*** Opening RECORDS PROVIDED ***

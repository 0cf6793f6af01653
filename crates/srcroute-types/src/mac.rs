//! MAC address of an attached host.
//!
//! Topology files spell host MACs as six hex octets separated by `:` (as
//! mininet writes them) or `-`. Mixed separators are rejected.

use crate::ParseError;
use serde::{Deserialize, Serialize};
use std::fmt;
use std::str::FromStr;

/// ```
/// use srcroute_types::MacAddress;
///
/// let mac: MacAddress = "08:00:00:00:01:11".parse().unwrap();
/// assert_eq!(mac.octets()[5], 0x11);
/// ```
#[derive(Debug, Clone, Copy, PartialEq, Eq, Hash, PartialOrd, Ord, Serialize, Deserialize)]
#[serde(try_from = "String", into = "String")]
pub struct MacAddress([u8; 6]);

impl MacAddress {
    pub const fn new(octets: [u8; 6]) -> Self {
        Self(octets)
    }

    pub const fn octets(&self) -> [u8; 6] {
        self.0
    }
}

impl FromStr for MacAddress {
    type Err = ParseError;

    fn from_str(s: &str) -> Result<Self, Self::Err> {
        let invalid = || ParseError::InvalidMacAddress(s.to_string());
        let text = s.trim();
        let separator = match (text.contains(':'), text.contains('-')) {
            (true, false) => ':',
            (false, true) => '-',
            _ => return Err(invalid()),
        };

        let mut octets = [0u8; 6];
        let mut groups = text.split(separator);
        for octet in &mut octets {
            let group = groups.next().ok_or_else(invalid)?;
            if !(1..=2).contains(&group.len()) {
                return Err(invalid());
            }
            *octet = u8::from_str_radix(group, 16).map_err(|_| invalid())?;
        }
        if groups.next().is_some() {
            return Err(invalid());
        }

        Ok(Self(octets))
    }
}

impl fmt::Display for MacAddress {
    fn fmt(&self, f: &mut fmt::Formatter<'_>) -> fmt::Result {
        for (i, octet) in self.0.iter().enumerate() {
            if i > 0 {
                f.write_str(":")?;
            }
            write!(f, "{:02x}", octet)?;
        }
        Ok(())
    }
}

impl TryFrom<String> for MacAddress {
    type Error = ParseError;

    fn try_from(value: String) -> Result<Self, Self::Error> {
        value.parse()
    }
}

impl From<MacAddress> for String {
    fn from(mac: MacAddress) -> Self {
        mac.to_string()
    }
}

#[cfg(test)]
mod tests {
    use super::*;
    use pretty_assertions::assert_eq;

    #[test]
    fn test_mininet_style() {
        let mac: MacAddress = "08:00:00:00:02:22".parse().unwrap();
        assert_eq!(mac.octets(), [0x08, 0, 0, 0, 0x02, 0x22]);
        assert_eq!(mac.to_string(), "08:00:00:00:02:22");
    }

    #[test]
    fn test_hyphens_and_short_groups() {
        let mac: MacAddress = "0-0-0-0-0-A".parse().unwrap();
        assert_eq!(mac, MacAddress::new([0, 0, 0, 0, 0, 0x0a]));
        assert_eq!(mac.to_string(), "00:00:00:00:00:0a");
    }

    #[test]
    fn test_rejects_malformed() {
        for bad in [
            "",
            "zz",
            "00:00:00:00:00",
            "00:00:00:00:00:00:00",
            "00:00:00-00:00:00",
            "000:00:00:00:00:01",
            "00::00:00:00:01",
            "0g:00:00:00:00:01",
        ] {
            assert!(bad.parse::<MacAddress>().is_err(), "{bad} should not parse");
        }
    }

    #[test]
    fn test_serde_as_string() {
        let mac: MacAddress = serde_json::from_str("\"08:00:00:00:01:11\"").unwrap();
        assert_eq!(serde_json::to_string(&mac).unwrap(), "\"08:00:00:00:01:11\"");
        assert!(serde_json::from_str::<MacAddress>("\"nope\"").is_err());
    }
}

*** Closing RECORDS PROVIDED ***
*** Opening RECORDS PROVIDED ***

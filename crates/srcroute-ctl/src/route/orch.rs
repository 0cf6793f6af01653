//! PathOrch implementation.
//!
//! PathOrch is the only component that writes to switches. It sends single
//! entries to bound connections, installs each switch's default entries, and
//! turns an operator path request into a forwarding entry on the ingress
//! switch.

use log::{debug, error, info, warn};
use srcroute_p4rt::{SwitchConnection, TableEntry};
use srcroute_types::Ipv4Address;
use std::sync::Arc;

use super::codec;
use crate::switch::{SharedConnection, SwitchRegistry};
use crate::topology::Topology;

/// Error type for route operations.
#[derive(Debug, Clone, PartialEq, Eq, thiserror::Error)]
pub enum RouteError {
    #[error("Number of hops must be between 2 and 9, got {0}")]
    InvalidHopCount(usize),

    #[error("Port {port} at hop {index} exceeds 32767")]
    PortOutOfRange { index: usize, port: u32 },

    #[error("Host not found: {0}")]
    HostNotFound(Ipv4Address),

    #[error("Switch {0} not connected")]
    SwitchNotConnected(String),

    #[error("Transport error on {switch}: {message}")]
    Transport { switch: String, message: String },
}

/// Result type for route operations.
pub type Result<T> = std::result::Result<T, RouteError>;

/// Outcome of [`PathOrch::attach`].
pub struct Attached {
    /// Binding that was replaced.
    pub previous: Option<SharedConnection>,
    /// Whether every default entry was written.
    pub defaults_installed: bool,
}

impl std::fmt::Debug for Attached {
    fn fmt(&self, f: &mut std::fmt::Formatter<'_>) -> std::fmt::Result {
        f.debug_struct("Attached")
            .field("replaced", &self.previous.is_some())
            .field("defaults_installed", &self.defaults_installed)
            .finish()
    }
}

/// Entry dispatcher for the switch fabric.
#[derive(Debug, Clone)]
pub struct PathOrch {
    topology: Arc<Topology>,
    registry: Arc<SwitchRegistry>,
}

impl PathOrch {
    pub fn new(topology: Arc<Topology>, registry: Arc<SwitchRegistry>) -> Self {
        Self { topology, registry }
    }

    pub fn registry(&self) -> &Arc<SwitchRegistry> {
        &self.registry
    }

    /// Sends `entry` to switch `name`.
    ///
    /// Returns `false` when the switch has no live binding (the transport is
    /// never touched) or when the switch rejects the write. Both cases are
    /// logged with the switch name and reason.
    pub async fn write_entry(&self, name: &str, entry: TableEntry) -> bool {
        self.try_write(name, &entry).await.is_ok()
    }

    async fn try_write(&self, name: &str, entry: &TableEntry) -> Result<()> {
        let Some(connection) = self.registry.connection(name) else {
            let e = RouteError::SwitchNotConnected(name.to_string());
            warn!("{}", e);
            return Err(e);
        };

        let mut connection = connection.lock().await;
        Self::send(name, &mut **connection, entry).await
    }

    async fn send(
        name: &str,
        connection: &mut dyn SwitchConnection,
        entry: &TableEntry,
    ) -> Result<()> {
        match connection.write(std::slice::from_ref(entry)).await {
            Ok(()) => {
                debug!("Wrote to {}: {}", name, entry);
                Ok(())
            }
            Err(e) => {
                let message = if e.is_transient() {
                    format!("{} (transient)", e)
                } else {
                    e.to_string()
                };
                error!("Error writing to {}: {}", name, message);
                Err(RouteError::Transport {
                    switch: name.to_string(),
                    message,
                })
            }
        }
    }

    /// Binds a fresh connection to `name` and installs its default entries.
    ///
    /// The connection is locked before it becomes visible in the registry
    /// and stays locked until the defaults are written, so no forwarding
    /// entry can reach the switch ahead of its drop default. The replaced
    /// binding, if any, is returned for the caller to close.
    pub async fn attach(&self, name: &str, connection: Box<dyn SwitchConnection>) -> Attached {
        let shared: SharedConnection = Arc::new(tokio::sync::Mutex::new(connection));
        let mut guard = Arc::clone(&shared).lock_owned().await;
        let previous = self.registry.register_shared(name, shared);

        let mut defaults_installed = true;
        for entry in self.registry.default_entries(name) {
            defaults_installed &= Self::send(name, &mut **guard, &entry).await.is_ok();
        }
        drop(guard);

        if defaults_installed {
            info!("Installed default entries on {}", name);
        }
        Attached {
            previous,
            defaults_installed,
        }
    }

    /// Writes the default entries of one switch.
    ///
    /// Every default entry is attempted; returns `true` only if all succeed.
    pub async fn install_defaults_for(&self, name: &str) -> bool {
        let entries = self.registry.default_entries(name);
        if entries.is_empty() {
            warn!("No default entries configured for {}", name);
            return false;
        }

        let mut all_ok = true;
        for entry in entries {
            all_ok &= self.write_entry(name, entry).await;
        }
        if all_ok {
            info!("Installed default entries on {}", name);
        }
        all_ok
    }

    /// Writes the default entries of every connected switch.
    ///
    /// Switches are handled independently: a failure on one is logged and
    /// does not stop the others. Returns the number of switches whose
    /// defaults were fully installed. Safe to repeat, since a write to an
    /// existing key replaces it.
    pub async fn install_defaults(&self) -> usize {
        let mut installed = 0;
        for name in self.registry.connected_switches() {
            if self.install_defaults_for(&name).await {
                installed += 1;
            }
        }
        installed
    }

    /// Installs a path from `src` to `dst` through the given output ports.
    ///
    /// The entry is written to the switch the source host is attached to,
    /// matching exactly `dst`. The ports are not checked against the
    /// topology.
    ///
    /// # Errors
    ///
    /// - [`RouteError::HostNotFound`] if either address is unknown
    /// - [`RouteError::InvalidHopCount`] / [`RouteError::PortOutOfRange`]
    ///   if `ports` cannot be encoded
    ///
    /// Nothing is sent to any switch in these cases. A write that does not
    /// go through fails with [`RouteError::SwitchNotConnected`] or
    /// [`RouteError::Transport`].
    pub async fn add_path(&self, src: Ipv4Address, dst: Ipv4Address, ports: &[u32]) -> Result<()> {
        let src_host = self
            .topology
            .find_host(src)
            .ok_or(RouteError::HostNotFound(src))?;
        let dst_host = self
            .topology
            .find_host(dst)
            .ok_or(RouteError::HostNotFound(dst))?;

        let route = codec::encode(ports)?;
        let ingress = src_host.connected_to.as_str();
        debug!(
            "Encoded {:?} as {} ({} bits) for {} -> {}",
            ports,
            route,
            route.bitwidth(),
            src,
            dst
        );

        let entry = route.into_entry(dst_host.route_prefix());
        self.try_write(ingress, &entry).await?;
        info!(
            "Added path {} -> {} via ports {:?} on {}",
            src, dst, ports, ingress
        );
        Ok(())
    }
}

*** Closing RECORDS PROVIDED ***
*** Opening RECORDS PROVIDED ***

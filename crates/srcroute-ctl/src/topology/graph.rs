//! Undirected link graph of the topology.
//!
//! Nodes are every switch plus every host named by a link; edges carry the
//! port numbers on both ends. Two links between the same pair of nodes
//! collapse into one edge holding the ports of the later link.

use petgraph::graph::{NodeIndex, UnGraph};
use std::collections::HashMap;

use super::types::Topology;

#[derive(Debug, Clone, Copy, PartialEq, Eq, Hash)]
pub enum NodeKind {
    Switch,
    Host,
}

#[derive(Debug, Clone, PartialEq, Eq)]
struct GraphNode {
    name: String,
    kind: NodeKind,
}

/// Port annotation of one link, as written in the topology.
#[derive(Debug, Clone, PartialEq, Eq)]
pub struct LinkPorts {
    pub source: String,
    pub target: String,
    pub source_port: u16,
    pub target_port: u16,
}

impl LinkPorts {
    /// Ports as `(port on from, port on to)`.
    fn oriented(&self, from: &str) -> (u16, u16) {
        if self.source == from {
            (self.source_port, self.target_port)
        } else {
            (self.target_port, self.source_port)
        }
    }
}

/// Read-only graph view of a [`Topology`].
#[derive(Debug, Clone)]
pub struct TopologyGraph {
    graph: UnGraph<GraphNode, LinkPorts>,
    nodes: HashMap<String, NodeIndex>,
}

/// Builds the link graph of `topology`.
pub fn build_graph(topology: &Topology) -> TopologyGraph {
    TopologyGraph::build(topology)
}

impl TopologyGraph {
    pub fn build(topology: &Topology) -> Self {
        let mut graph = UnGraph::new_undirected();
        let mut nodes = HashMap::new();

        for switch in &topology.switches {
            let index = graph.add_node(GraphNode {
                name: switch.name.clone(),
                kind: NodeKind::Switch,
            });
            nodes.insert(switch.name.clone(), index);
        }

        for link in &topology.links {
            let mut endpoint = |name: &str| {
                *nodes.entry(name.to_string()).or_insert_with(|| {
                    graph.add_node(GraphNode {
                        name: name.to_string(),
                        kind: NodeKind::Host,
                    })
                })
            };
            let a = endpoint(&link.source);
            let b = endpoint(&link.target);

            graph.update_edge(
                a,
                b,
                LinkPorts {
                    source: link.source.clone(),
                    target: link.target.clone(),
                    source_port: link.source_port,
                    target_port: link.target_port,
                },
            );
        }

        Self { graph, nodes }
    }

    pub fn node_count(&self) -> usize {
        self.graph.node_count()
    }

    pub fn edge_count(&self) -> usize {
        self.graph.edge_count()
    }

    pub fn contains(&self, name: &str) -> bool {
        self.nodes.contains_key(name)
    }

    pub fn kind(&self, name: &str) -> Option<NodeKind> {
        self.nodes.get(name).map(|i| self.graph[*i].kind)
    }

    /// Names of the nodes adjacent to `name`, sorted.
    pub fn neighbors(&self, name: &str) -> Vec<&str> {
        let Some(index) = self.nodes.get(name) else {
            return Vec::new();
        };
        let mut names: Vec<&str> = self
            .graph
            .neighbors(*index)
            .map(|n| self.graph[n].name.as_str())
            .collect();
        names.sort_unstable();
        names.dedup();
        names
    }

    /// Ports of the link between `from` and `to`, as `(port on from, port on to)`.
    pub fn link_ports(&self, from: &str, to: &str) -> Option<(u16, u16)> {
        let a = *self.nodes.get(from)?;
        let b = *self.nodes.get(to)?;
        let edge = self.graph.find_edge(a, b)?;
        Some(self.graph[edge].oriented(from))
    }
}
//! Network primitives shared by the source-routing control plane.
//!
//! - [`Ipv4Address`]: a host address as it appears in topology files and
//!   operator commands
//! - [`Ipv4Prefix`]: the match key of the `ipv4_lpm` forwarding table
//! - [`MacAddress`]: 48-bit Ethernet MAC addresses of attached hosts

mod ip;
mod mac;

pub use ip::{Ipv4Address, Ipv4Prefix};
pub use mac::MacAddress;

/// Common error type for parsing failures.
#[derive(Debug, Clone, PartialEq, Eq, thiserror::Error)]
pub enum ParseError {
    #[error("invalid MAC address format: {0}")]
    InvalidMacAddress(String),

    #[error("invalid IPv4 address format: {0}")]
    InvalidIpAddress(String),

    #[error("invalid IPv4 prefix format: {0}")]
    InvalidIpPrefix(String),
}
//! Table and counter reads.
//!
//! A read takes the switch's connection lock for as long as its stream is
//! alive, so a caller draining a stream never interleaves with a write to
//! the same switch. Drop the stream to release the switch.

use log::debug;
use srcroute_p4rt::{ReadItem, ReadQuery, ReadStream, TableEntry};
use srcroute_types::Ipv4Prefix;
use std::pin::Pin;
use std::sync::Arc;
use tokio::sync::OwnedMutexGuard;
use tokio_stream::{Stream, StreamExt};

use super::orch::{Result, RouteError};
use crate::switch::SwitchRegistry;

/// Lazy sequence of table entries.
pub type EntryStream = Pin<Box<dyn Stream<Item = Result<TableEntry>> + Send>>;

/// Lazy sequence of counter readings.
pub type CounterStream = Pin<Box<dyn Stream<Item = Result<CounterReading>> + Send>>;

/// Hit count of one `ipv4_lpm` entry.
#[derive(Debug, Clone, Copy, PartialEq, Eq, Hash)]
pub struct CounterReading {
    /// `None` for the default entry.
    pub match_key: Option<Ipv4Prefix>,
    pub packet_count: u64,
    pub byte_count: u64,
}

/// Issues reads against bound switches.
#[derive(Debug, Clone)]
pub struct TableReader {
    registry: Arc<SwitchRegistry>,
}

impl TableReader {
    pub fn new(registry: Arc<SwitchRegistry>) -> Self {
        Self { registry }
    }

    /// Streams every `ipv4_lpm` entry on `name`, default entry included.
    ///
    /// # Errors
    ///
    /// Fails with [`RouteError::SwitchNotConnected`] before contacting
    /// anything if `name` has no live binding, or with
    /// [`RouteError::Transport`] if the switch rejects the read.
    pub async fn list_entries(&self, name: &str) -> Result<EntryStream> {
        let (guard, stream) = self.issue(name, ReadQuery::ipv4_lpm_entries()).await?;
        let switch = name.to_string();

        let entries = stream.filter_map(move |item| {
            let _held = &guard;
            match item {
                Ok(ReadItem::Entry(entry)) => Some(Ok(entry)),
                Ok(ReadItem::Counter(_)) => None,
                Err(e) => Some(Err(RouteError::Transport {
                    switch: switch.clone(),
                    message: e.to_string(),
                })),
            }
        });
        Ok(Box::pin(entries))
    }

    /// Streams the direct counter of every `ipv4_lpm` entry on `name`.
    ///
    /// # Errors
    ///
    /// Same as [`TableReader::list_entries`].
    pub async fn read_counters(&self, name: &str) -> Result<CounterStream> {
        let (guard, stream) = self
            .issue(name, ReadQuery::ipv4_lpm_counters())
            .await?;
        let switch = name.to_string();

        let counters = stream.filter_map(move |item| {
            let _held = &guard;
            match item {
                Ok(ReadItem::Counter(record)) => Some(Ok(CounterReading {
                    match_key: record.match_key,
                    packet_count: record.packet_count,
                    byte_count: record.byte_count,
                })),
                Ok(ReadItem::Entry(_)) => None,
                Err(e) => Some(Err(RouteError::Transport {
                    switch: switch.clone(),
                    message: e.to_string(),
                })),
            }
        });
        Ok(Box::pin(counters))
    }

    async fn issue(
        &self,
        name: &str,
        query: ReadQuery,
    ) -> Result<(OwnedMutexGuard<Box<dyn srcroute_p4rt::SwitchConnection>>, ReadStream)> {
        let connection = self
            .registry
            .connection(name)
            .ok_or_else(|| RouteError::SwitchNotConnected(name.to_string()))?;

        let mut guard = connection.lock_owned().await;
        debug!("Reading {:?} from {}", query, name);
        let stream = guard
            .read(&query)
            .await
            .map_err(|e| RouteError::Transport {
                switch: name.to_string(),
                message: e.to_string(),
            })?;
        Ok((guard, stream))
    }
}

*** Closing RECORDS PROVIDED ***

* _TASK GOAL_
Could you return every line from the entries above in which the string "ParseError" occurs?

* _SOLUTION_
use crate::ParseError;
    type Err = ParseError;
        let invalid = || ParseError::InvalidMacAddress(s.to_string());
    type Error = ParseError;
pub enum ParseError {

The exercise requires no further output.